Lackluster debuts on Shanghai’s new Star market haven’t helped, with the board losing its shineamid a flood of issuance. Of the 37 stocks listed in the A-share market since Oct. 29, seven have dropped below their IPO price, according to data compiled by Bloomberg.
“Investors are leaving the stock market, because the market is lacking in money-making opportunities,” said Jiang Liangqing, a money manager at Ruisen Capital Management in Beijing. “It has become more common for new listings to flop.”
Turnover on mainland exchanges was down 71% from March’s high as of Wednesday.

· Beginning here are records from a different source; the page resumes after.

//! Authentication middleware for JWT token validation
//!
//! Tokens are issued by the auth service. Only the role names are taken from
//! the claims; permissions are recomputed from those roles on every request.

use axum::{
    body::Body,
    extract::State,
    http::{Request, header::AUTHORIZATION},
    middleware::Next,
    response::Response,
};
use common::rbac::HasRoles;
use jsonwebtoken::{Algorithm, DecodingKey, Validation};
use serde::{Deserialize, Serialize};
use std::env;
use tracing::{debug, warn};
use uuid::Uuid;

use crate::{error::ApiError, state::AppState};

/// JWT claims structure
#[derive(Debug, Serialize, Deserialize)]
pub struct Claims {
    /// User ID
    pub sub: Uuid,
    /// User roles
    pub roles: Vec<String>,
    /// Issued at time
    pub iat: u64,
    /// Expiration time
    pub exp: u64,
    /// Token type (access or refresh)
    pub token_type: TokenType,
}

/// Token type enum
#[derive(Debug, Serialize, Deserialize, Clone, Copy, PartialEq)]
pub enum TokenType {
    /// Access token
    Access,
    /// Refresh token
    Refresh,
}

/// Authenticated user information
#[derive(Debug, Clone)]
pub struct AuthUser {
    pub id: Uuid,
    pub roles: Vec<String>,
    /// Computed from `roles` by the permission resolver
    pub permissions: Vec<String>,
}

impl HasRoles for AuthUser {
    fn role_names(&self) -> &[String] {
        &self.roles
    }
}

/// JWT configuration
#[derive(Debug, Clone)]
pub struct JwtConfig {
    /// Public key for verifying tokens
    pub public_key: String,
}

impl JwtConfig {
    /// Create a new JwtConfig from environment variables
    ///
    /// # Environment Variables
    /// - `JWT_PUBLIC_KEY`: Public key (PEM format) or path to a PEM file
    pub fn from_env() -> anyhow::Result<Self> {
        let public_key = env::var("JWT_PUBLIC_KEY")
            .map_err(|_| anyhow::anyhow!("JWT_PUBLIC_KEY environment variable not set"))?;

        // If the public key looks like a file path, read from file (try CWD, then project root)
        let public_key = if public_key.starts_with("-----BEGIN") {
            public_key
        } else {
            std::fs::read_to_string(&public_key)
                .or_else(|_| {
                    let mut path = std::path::PathBuf::from(env!("CARGO_MANIFEST_DIR"));
                    path.push(&public_key);
                    std::fs::read_to_string(path)
                })
                .map_err(|e| anyhow::anyhow!("Failed to read public key file: {}", e))?
                .trim()
                .to_string()
        };

        Ok(JwtConfig { public_key })
    }
}

/// Verifies RS256 access tokens
#[derive(Clone)]
pub struct JwtVerifier {
    decoding_key: DecodingKey,
    validation: Validation,
}

impl JwtVerifier {
    /// Build a verifier from the configured public key
    pub fn new(config: &JwtConfig) -> anyhow::Result<Self> {
        let decoding_key = DecodingKey::from_rsa_pem(config.public_key.as_bytes())?;
        let mut validation = Validation::new(Algorithm::RS256);
        validation.validate_exp = true;

        Ok(Self {
            decoding_key,
            validation,
        })
    }

    /// Decode and validate an access token
    pub fn verify_access_token(&self, token: &str) -> Result<Claims, ApiError> {
        let claims = jsonwebtoken::decode::<Claims>(token, &self.decoding_key, &self.validation)
            .map_err(|e| {
                warn!("Failed to validate token: {}", e);
                ApiError::Unauthorized
            })?
            .claims;

        if claims.token_type != TokenType::Access {
            warn!("Rejected non-access token for user {}", claims.sub);
            return Err(ApiError::Unauthorized);
        }

        Ok(claims)
    }
}

/// Authentication middleware
pub async fn auth_middleware(
    State(state): State<AppState>,
    mut req: Request<Body>,
    next: Next,
) -> Result<Response, ApiError> {
    let token = req
        .headers()
        .get(AUTHORIZATION)
        .and_then(|header| header.to_str().ok())
        .and_then(|header| header.strip_prefix("Bearer "))
        .ok_or(ApiError::Unauthorized)?;

    let claims = state.jwt_verifier.verify_access_token(token)?;

    let permissions = state.resolver.permissions_for_roles(&claims.roles);
    debug!(
        "Authenticated user {} with roles {:?}",
        claims.sub, claims.roles
    );

    let user = AuthUser {
        id: claims.sub,
        roles: claims.roles,
        permissions,
    };

    req.extensions_mut().insert(user);

    Ok(next.run(req).await)
}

The Shanghai Composite hasn’t moved by more than 2% since August, while 30-day volatility is at its lowest since early 2018. The number of new stock trading accounts dropped 18% in October from September, the third monthly decline in a row.
One of China’s largest state-owned lenders, Postal Bank would potentially be the world’s fourth-largest listing this year behind Alibaba Group Holding Ltd.’s $11 billion share sale this month, Uber Technologies Inc.’s $8.1 billion IPO in May and that of Budweiser Brewing Co. in September. Subscription for Postal Bank’s Shanghai listing opens Thursday, according to a filing to the stock exchange.
“Postal Bank, as a large-cap stock, will face pressure under the current market conditions,” said Yang Delong, chief economist at First Seafront Fund. “Market turnover is low and liquidity is not abundant. There is a chance that some retail investors will want to back out from the subscription.”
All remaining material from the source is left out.